[Goal of the exercise] Would you repeat the whole listing exactly?

[Provided material]
────────

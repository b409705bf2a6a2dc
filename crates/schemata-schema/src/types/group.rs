//! `group`: a presentation marker with no data.

use super::{FieldTypePlugin, Ignore, Omit};
use crate::field::kinds;
use crate::format::Format;

pub(super) fn plugin() -> FieldTypePlugin {
    FieldTypePlugin::new(kinds::GROUP)
        .converters(Ignore)
        .exporter(Format::Csv, Omit)
}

────────

[Exercise response]
repository b409705bf2a6a2dc
filename crates/schemata-schema/src/types/group.rs
//! `group`: a presentation marker with no data.

use super::{FieldTypePlugin, Ignore, Omit};
use crate::field::kinds;
use crate::format::Format;

pub(super) fn plugin() -> FieldTypePlugin {
    FieldTypePlugin::new(kinds::GROUP)
        .converters(Ignore)
        .exporter(Format::Csv, Omit)
}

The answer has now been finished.